Recorded data
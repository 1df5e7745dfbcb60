//! Redirect handling
//!
//! A redirect-class response sends the caller elsewhere. In a browser that
//! is a page navigation; here it is whatever the [`Navigator`] does.

/// Location used when a redirect carries no `Location` header
pub const DEFAULT_LOCATION: &str = "/";

/// Performs navigation for redirect responses
pub trait Navigator: Send + Sync {
    /// Go to `location`
    fn navigate(&self, location: &str);
}

impl<F> Navigator for F
where
    F: Fn(&str) + Send + Sync,
{
    fn navigate(&self, location: &str) {
        self(location)
    }
}

/// Default navigator: logs the target
#[derive(Debug, Clone, Copy, Default)]
pub struct LogNavigator;

impl Navigator for LogNavigator {
    fn navigate(&self, location: &str) {
        tracing::info!(location, "Redirect requested");
    }
}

Work to be completed. The line containing "for redirect responses" and every line after it, up to and including the last line of the records, should be reproduced exactly, with nothing else.

Answer for the task.
/// Performs navigation for redirect responses
pub trait Navigator: Send + Sync {
    /// Go to `location`
    fn navigate(&self, location: &str);
}

impl<F> Navigator for F
where
    F: Fn(&str) + Send + Sync,
{
    fn navigate(&self, location: &str) {
        self(location)
    }
}

/// Default navigator: logs the target
#[derive(Debug, Clone, Copy, Default)]
pub struct LogNavigator;

impl Navigator for LogNavigator {
    fn navigate(&self, location: &str) {
        tracing::info!(location, "Redirect requested");
    }
}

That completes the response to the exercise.